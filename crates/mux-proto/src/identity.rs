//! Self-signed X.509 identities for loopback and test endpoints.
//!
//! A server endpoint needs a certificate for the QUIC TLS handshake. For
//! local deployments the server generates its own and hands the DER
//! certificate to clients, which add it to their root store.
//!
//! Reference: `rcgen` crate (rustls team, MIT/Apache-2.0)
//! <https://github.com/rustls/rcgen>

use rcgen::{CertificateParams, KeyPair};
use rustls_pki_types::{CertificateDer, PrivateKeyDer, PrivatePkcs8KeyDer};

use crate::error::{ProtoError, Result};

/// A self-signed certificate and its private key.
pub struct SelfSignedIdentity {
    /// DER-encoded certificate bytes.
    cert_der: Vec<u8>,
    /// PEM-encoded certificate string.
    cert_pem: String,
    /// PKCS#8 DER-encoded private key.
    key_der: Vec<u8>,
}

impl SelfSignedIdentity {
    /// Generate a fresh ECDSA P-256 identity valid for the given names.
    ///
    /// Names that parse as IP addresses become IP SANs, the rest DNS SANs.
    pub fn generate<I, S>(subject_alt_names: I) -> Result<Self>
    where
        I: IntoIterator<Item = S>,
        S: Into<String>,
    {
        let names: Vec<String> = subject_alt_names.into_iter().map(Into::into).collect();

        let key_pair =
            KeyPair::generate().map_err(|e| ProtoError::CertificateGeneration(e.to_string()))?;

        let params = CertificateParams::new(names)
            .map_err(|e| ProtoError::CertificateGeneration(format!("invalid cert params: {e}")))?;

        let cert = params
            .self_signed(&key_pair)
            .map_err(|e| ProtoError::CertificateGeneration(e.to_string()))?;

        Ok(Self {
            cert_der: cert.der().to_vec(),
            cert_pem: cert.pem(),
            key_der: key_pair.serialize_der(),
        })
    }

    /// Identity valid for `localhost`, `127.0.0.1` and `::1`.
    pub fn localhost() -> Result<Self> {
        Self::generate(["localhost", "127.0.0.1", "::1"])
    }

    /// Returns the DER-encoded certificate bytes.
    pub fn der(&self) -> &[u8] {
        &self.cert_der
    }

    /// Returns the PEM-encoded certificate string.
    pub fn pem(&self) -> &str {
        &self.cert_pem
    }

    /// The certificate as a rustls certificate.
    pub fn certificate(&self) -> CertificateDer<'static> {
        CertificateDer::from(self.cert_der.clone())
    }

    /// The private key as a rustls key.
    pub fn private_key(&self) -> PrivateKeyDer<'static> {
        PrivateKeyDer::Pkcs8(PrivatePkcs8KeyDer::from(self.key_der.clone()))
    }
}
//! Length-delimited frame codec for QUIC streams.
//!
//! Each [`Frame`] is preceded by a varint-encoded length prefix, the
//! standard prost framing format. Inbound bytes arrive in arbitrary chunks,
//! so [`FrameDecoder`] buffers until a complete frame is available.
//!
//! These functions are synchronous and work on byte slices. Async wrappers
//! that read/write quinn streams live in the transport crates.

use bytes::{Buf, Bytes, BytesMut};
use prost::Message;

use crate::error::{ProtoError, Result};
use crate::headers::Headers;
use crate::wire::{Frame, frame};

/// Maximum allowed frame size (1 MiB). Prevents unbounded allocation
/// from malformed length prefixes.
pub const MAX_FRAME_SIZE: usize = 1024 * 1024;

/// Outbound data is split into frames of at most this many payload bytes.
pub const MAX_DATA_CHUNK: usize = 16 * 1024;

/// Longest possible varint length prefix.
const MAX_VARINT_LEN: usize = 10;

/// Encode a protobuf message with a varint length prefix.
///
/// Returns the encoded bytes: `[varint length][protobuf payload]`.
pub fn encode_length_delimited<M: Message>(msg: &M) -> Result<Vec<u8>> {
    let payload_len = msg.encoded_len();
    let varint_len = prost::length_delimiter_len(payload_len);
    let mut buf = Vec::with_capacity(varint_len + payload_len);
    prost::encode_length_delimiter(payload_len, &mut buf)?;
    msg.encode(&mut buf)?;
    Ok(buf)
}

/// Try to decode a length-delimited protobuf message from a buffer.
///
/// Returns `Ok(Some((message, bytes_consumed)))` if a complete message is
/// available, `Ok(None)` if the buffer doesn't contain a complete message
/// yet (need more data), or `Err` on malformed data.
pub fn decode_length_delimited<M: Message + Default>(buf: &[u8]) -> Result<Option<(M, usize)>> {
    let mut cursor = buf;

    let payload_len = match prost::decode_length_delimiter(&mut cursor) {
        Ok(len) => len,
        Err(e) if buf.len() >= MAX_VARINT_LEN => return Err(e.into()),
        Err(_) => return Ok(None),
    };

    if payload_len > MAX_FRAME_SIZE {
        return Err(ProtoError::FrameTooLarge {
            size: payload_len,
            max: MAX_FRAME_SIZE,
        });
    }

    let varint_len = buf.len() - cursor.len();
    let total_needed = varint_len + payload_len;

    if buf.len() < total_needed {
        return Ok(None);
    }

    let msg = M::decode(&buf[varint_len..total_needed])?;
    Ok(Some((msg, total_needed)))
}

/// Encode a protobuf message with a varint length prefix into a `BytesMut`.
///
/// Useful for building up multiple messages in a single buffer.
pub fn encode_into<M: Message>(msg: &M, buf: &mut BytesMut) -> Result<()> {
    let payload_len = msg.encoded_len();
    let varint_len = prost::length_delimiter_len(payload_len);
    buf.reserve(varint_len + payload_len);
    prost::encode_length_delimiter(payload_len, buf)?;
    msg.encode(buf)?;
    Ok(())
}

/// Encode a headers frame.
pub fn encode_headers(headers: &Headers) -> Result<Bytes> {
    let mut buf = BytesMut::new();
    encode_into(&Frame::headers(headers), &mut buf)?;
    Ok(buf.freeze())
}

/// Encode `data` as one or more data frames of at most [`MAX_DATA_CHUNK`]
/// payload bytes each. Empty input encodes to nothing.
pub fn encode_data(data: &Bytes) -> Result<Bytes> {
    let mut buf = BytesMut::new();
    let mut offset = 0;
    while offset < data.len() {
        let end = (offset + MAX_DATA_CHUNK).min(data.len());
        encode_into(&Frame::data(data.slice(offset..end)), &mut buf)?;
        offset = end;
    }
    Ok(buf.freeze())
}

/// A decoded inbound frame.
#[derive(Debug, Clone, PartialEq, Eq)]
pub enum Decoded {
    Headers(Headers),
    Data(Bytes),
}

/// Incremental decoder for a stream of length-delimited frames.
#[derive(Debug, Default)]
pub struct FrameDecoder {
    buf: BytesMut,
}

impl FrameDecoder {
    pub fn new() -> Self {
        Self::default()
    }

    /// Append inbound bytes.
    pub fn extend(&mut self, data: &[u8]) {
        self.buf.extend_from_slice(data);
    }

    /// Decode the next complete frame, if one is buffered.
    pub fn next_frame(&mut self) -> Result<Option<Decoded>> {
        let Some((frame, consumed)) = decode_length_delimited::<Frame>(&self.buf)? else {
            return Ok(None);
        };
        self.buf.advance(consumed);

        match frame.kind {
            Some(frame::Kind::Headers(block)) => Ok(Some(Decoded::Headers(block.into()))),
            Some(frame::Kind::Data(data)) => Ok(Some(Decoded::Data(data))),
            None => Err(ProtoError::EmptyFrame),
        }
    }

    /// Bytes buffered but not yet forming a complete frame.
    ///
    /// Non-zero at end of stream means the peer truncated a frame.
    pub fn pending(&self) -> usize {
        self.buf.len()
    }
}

----

TASK DIRECTIONS = Repeat exactly the lines above from the one with "length prefix, the" up to and including the one with "possible varint length prefix.". No other line belongs in the reply.

ANSWER SECTION =
//! Each [`Frame`] is preceded by a varint-encoded length prefix, the
//! standard prost framing format. Inbound bytes arrive in arbitrary chunks,
//! so [`FrameDecoder`] buffers until a complete frame is available.
//!
//! These functions are synchronous and work on byte slices. Async wrappers
//! that read/write quinn streams live in the transport crates.

use bytes::{Buf, Bytes, BytesMut};
use prost::Message;

use crate::error::{ProtoError, Result};
use crate::headers::Headers;
use crate::wire::{Frame, frame};

/// Maximum allowed frame size (1 MiB). Prevents unbounded allocation
/// from malformed length prefixes.
pub const MAX_FRAME_SIZE: usize = 1024 * 1024;

/// Outbound data is split into frames of at most this many payload bytes.
pub const MAX_DATA_CHUNK: usize = 16 * 1024;

/// Longest possible varint length prefix.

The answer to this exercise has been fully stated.